Just over 50 years have passed since 22-year-old Mary Stallings established herself as the finest new voice in jazz with the release of Cal Tjader Plays, Mary Stallings Sings. Since then, Stallings has released fewer albums than the average person has fingers, the earliest dating to 1990. Tempting as it is to ruminate over what could have been, it’s better to celebrate the fact that she has been steadily active throughout the past two decades and remains, at 72, the consummate jazz singer. It’s also tempting to say that her tone and phrasing are strongly reminiscent of Carmen McRae and that her warmth rivals Nancy Wilson. Both statements are true, but comparisons can imply inferiority, and Stallings is second to none.

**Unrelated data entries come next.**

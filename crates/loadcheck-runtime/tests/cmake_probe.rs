//! End-to-end loader tests against a real CMake toolchain.
//!
//! These need `cmake`, `cc` and a C++ compiler on `PATH`:
//!
//! ```sh
//! cargo test -p loadcheck-runtime -- --ignored
//! ```

#![cfg(target_os = "linux")]

use std::fs;
use std::path::Path;
use std::process::Command;
use std::sync::Arc;

use loadcheck_core::{
    DeploymentStrategy, LoaderTestCase, LoaderTestError, ProbeFlavor, ProbeSpecification,
    TargetOs,
};
use loadcheck_runtime::{CmakeConfig, CmakeToolchain, ProcessProbeRunner};

/// Compile `source` into `libexample.so` inside `dir`.
fn shared_library(dir: &Path, source: &str) {
    let c_file = dir.join("example.c");
    fs::write(&c_file, source).unwrap();
    let status = Command::new("cc")
        .args(["-shared", "-fPIC", "-o"])
        .arg(dir.join("libexample.so"))
        .arg(&c_file)
        .status()
        .unwrap();
    assert!(status.success(), "failed to compile libexample.so");
}

fn case() -> LoaderTestCase {
    LoaderTestCase::new(
        ProbeSpecification::new(ProbeFlavor::DelayedLoad, "example", "initExample"),
        TargetOs::Linux,
        Arc::new(CmakeToolchain::new(CmakeConfig::default())),
        Arc::new(ProcessProbeRunner::new()),
    )
}

#[test]
#[ignore = "requires cmake and a C/C++ compiler"]
fn test_delayed_probe_loads_exported_symbol() {
    let install = tempfile::tempdir().unwrap();
    shared_library(
        install.path(),
        "#include <stdio.h>\nvoid initExample(void) { puts(\"example ready\"); }\n",
    );

    let result = case().run(install.path()).unwrap();
    assert!(result.all_passed);
    assert_eq!(result.strategies(), [DeploymentStrategy::RunInPlace]);
    assert!(result.outcomes[0].stdout.contains("example ready"));
}

#[test]
#[ignore = "requires cmake and a C/C++ compiler"]
fn test_delayed_probe_reports_missing_symbol() {
    let install = tempfile::tempdir().unwrap();
    shared_library(install.path(), "void somethingElse(void) {}\n");

    let err = case().run(install.path()).unwrap_err();
    assert!(matches!(
        err,
        LoaderTestError::ProbeExecutionFailure {
            strategy: DeploymentStrategy::RunInPlace,
            ..
        }
    ));
    assert!(err.diagnostic_output().unwrap().contains("Cannot load symbol"));
}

In 2001, Stallings found an ideal musical partner in pianist/arranger Eric Reed when they teamed for her Live at the Village Vanguard. They again united two years ago for the sensational Dream. Now, for their third pairing-together with bassist Reuben Rogers and drummer Carl Allen-Stallings and Reed easily surpass their earlier triumphs, achieving the same sort of rare, supreme simpatico as Ella and Louis or Sinatra and Riddle. The playlist is equally marvelous, dipping into the Benny Carter, Ahmad Jamal, Mal Waldron and K. Lawrence Dunham songbooks, and including two exceptional Reed compositions, the lilting “Is That…? (This Love)” and, crafted especially for Stallings, the sassy “Mary’s Blues.”